Work instruction: Restate all entries exactly.
• • • •
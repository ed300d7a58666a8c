//! Fetch-transform-store ingestion: one run covers one city and date range,
//! producing a single immutable snapshot file or a soft "no data" outcome.

pub mod batch;
pub mod client;
pub mod error;
pub mod response;
pub mod store;

use crate::config::PipelineConfig;
use crate::ingestion::batch::{batch_to_dataframe, generate_batch_id};
use crate::ingestion::client::FetchClient;
use crate::ingestion::error::IngestionError;
use crate::ingestion::store::SnapshotStore;
use crate::types::{ApiSource, Granularity};
use chrono::{Local, NaiveDate};
use log::{info, warn};
use std::path::PathBuf;

/// Runs the fetch → transform → store sequence for single cities.
///
/// Each `run` call is self-contained: it shares no mutable state with other
/// invocations beyond the data directory, into which every run writes its own
/// distinctly named snapshot.
pub struct Ingestor {
    config: PipelineConfig,
    client: FetchClient,
    store: SnapshotStore,
}

impl Ingestor {
    pub fn new(config: PipelineConfig) -> Result<Self, IngestionError> {
        let client = FetchClient::new(&config)?;
        let store = SnapshotStore::new(&config.data_dir);
        Ok(Self {
            config,
            client,
            store,
        })
    }

    /// Executes one ingestion run.
    ///
    /// Returns the written snapshot path, or `None` when the upstream data
    /// could not be fetched or validated (soft failure for this run). Hard
    /// failures (persistent HTTP rejection, contract violations, storage
    /// errors) surface as `Err`.
    pub fn run(
        &self,
        city_id: &str,
        start_date: NaiveDate,
        end_date: NaiveDate,
        source: ApiSource,
    ) -> Result<Option<PathBuf>, IngestionError> {
        let city = self
            .config
            .city(city_id)
            .ok_or_else(|| IngestionError::UnknownCity(city_id.to_string()))?;

        let now = Local::now().naive_local();
        let batch_id = generate_batch_id(now);
        let url = match source {
            ApiSource::Historical => &self.config.historical_api_url,
            ApiSource::Forecast => &self.config.forecast_api_url,
        };

        info!(
            "Starting ingestion for {} ({} to {}), batch {}",
            city.name, start_date, end_date, batch_id
        );

        let response = match self.client.fetch(
            url,
            city,
            start_date,
            end_date,
            &self.config.hourly_variables,
        )? {
            Some(response) => response,
            None => {
                warn!("No valid data fetched for {}", city.name);
                return Ok(None);
            }
        };

        let df = batch_to_dataframe(&response, city, &batch_id, now)?;
        let rows = df.height();
        let path = self.store.write(
            df,
            &city.id,
            Granularity::Hourly,
            start_date,
            end_date,
            &batch_id,
        )?;

        info!(
            "Ingestion complete for {}: {} rows, {} to {}, snapshot {:?}",
            city.name, rows, start_date, end_date, path
        );
        Ok(Some(path))
    }
}
use polars::error::PolarsError;
use std::path::PathBuf;
use thiserror::Error;

#[derive(Debug, Error)]
pub enum IngestionError {
    #[error("Unknown city '{0}'")]
    UnknownCity(String),

    #[error("Failed to construct HTTP client")]
    TransportConstruction(#[source] reqwest::Error),

    #[error("HTTP request to {url} failed with status {status} after {attempts} attempt(s)")]
    HttpStatus {
        url: String,
        status: u16,
        attempts: u32,
    },

    #[error("Response body from {url} is not valid JSON")]
    MalformedResponse {
        url: String,
        #[source]
        source: serde_json::Error,
    },

    #[error("Response for city '{city}' has no hourly block despite passing validation")]
    MissingHourlyBlock { city: String },

    #[error("Column '{column}' has {found} values but the time index has {expected}")]
    RowCountMismatch {
        column: String,
        expected: usize,
        found: usize,
    },

    #[error("Failed to parse time index entry '{value}'")]
    TimestampParse {
        value: String,
        #[source]
        source: chrono::ParseError,
    },

    #[error("Failed to assemble batch DataFrame")]
    FrameConstruction(#[from] PolarsError),

    #[error("Failed to create data directory '{0}'")]
    DataDirCreation(PathBuf, #[source] std::io::Error),

    #[error("I/O error writing snapshot '{0}'")]
    SnapshotWriteIo(PathBuf, #[source] std::io::Error),

    #[error("Encoding error writing snapshot '{0}'")]
    SnapshotWritePolars(PathBuf, #[source] PolarsError),

    #[error("Failed to move completed snapshot into place at '{0}'")]
    SnapshotPersist(PathBuf, #[source] tempfile::PersistError),
}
• • • •
Expected answer:
repository ed300d7a58666a8c
//! Fetch-transform-store ingestion: one run covers one city and date range,
//! producing a single immutable snapshot file or a soft "no data" outcome.

pub mod batch;
pub mod client;
pub mod error;
pub mod response;
pub mod store;

use crate::config::PipelineConfig;
use crate::ingestion::batch::{batch_to_dataframe, generate_batch_id};
use crate::ingestion::client::FetchClient;
use crate::ingestion::error::IngestionError;
use crate::ingestion::store::SnapshotStore;
use crate::types::{ApiSource, Granularity};
use chrono::{Local, NaiveDate};
use log::{info, warn};
use std::path::PathBuf;

/// Runs the fetch → transform → store sequence for single cities.
///
/// Each `run` call is self-contained: it shares no mutable state with other
/// invocations beyond the data directory, into which every run writes its own
/// distinctly named snapshot.
pub struct Ingestor {
    config: PipelineConfig,
    client: FetchClient,
    store: SnapshotStore,
}

impl Ingestor {
    pub fn new(config: PipelineConfig) -> Result<Self, IngestionError> {
        let client = FetchClient::new(&config)?;
        let store = SnapshotStore::new(&config.data_dir);
        Ok(Self {
            config,
            client,
            store,
        })
    }

    /// Executes one ingestion run.
    ///
    /// Returns the written snapshot path, or `None` when the upstream data
    /// could not be fetched or validated (soft failure for this run). Hard
    /// failures (persistent HTTP rejection, contract violations, storage
    /// errors) surface as `Err`.
    pub fn run(
        &self,
        city_id: &str,
        start_date: NaiveDate,
        end_date: NaiveDate,
        source: ApiSource,
    ) -> Result<Option<PathBuf>, IngestionError> {
        let city = self
            .config
            .city(city_id)
            .ok_or_else(|| IngestionError::UnknownCity(city_id.to_string()))?;

        let now = Local::now().naive_local();
        let batch_id = generate_batch_id(now);
        let url = match source {
            ApiSource::Historical => &self.config.historical_api_url,
            ApiSource::Forecast => &self.config.forecast_api_url,
        };

        info!(
            "Starting ingestion for {} ({} to {}), batch {}",
            city.name, start_date, end_date, batch_id
        );

        let response = match self.client.fetch(
            url,
            city,
            start_date,
            end_date,
            &self.config.hourly_variables,
        )? {
            Some(response) => response,
            None => {
                warn!("No valid data fetched for {}", city.name);
                return Ok(None);
            }
        };

        let df = batch_to_dataframe(&response, city, &batch_id, now)?;
        let rows = df.height();
        let path = self.store.write(
            df,
            &city.id,
            Granularity::Hourly,
            start_date,
            end_date,
            &batch_id,
        )?;

        info!(
            "Ingestion complete for {}: {} rows, {} to {}, snapshot {:?}",
            city.name, rows, start_date, end_date, path
        );
        Ok(Some(path))
    }
}
use polars::error::PolarsError;
use std::path::PathBuf;
use thiserror::Error;

#[derive(Debug, Error)]
pub enum IngestionError {
    #[error("Unknown city '{0}'")]
    UnknownCity(String),

    #[error("Failed to construct HTTP client")]
    TransportConstruction(#[source] reqwest::Error),

    #[error("HTTP request to {url} failed with status {status} after {attempts} attempt(s)")]
    HttpStatus {
        url: String,
        status: u16,
        attempts: u32,
    },

    #[error("Response body from {url} is not valid JSON")]
    MalformedResponse {
        url: String,
        #[source]
        source: serde_json::Error,
    },

    #[error("Response for city '{city}' has no hourly block despite passing validation")]
    MissingHourlyBlock { city: String },

    #[error("Column '{column}' has {found} values but the time index has {expected}")]
    RowCountMismatch {
        column: String,
        expected: usize,
        found: usize,
    },

    #[error("Failed to parse time index entry '{value}'")]
    TimestampParse {
        value: String,
        #[source]
        source: chrono::ParseError,
    },

    #[error("Failed to assemble batch DataFrame")]
    FrameConstruction(#[from] PolarsError),

    #[error("Failed to create data directory '{0}'")]
    DataDirCreation(PathBuf, #[source] std::io::Error),

    #[error("I/O error writing snapshot '{0}'")]
    SnapshotWriteIo(PathBuf, #[source] std::io::Error),

    #[error("Encoding error writing snapshot '{0}'")]
    SnapshotWritePolars(PathBuf, #[source] PolarsError),

    #[error("Failed to move completed snapshot into place at '{0}'")]
    SnapshotPersist(PathBuf, #[source] tempfile::PersistError),
}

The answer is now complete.